Beginning with the first line, please repeat the entries exactly and end on the line that contains "use std::collections::HashMap;".

Stored entries:
>>>

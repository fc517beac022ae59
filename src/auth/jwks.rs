//! JWKS cache for Supabase JWT verification

use anyhow::{Context, Result};
use jsonwebtoken::{decode, decode_header, Algorithm, DecodingKey, Validation};
use parking_lot::RwLock;
use std::collections::HashMap;
use std::sync::Arc;
use std::time::{Duration, Instant};

use super::Claims;

#[derive(Debug, serde::Deserialize)]
struct JwksResponse {
    keys: Vec<Jwk>,
}

#[derive(Debug, Clone, serde::Deserialize)]
struct Jwk {
    kid: String,
    kty: String,
    n: String,
    e: String,
}

#[derive(Clone)]
struct CachedKey {
    key: DecodingKey,
    cached_at: Instant,
}

/// Caches the collaborator's signing keys so tokens verify locally
/// without a network round trip per request.
#[derive(Clone)]
pub struct JwksCache {
    inner: Arc<RwLock<JwksCacheInner>>,
    http_client: reqwest::Client,
    jwks_url: String,
    issuer: String,
    audience: String,
    ttl: Duration,
}

struct JwksCacheInner {
    keys: HashMap<String, CachedKey>,
    last_fetch: Option<Instant>,
}

impl JwksCache {
    pub fn new(
        http_client: reqwest::Client,
        jwks_url: String,
        issuer: String,
        audience: String,
        ttl_seconds: u64,
    ) -> Self {
        Self {
            inner: Arc::new(RwLock::new(JwksCacheInner {
                keys: HashMap::new(),
                last_fetch: None,
            })),
            http_client,
            jwks_url,
            issuer,
            audience,
            ttl: Duration::from_secs(ttl_seconds),
        }
    }

    /// Verify a JWT token and return the claims
    pub async fn verify_token(&self, token: &str) -> Result<Claims> {
        let header = decode_header(token).context("Invalid JWT header")?;
        let kid = header.kid.context("JWT missing kid header")?;

        let decoding_key = self.get_or_fetch_key(&kid).await?;

        let mut validation = Validation::new(Algorithm::RS256);
        validation.set_issuer(&[&self.issuer]);
        validation.set_audience(&[&self.audience]);
        validation.validate_exp = true;
        validation.validate_nbf = true;

        let token_data =
            decode::<Claims>(token, &decoding_key, &validation).context("JWT validation failed")?;

        Ok(token_data.claims)
    }

    async fn get_or_fetch_key(&self, kid: &str) -> Result<DecodingKey> {
        {
            let cache = self.inner.read();
            if let Some(cached) = cache.keys.get(kid) {
                if cached.cached_at.elapsed() < self.ttl {
                    return Ok(cached.key.clone());
                }
            }
        }

        self.refresh_keys().await?;

        let cache = self.inner.read();
        cache
            .keys
            .get(kid)
            .map(|c| c.key.clone())
            .context("Key not found in JWKS")
    }

    async fn refresh_keys(&self) -> Result<()> {
        {
            let cache = self.inner.read();
            if let Some(last) = cache.last_fetch {
                // Don't refetch more than once per second
                if last.elapsed() < Duration::from_secs(1) {
                    return Ok(());
                }
            }
        }

        tracing::debug!("Fetching JWKS from {}", self.jwks_url);

        let response = self
            .http_client
            .get(&self.jwks_url)
            .send()
            .await
            .context("Failed to fetch JWKS")?;

        if !response.status().is_success() {
            anyhow::bail!("JWKS fetch failed with status: {}", response.status());
        }

        let jwks: JwksResponse = response.json().await.context("Failed to parse JWKS")?;

        let mut cache = self.inner.write();
        cache.last_fetch = Some(Instant::now());

        for jwk in jwks.keys {
            if jwk.kty != "RSA" {
                continue;
            }

            match DecodingKey::from_rsa_components(&jwk.n, &jwk.e) {
                Ok(key) => {
                    cache.keys.insert(
                        jwk.kid.clone(),
                        CachedKey {
                            key,
                            cached_at: Instant::now(),
                        },
                    );
                    tracing::debug!("Cached JWKS key: {}", jwk.kid);
                }
                Err(e) => {
                    tracing::warn!("Failed to parse JWK {}: {}", jwk.kid, e);
                }
            }
        }

        tracing::info!("JWKS cache refreshed with {} keys", cache.keys.len());
        Ok(())
    }

    /// Pre-warm the cache by fetching keys
    pub async fn warm_cache(&self) -> Result<()> {
        self.refresh_keys().await
    }
}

<<<

▸ **RESPONSE AREA**
repository fc517beac022ae59
filename src/auth/jwks.rs
//! JWKS cache for Supabase JWT verification

use anyhow::{Context, Result};
use jsonwebtoken::{decode, decode_header, Algorithm, DecodingKey, Validation};
use parking_lot::RwLock;
use std::collections::HashMap;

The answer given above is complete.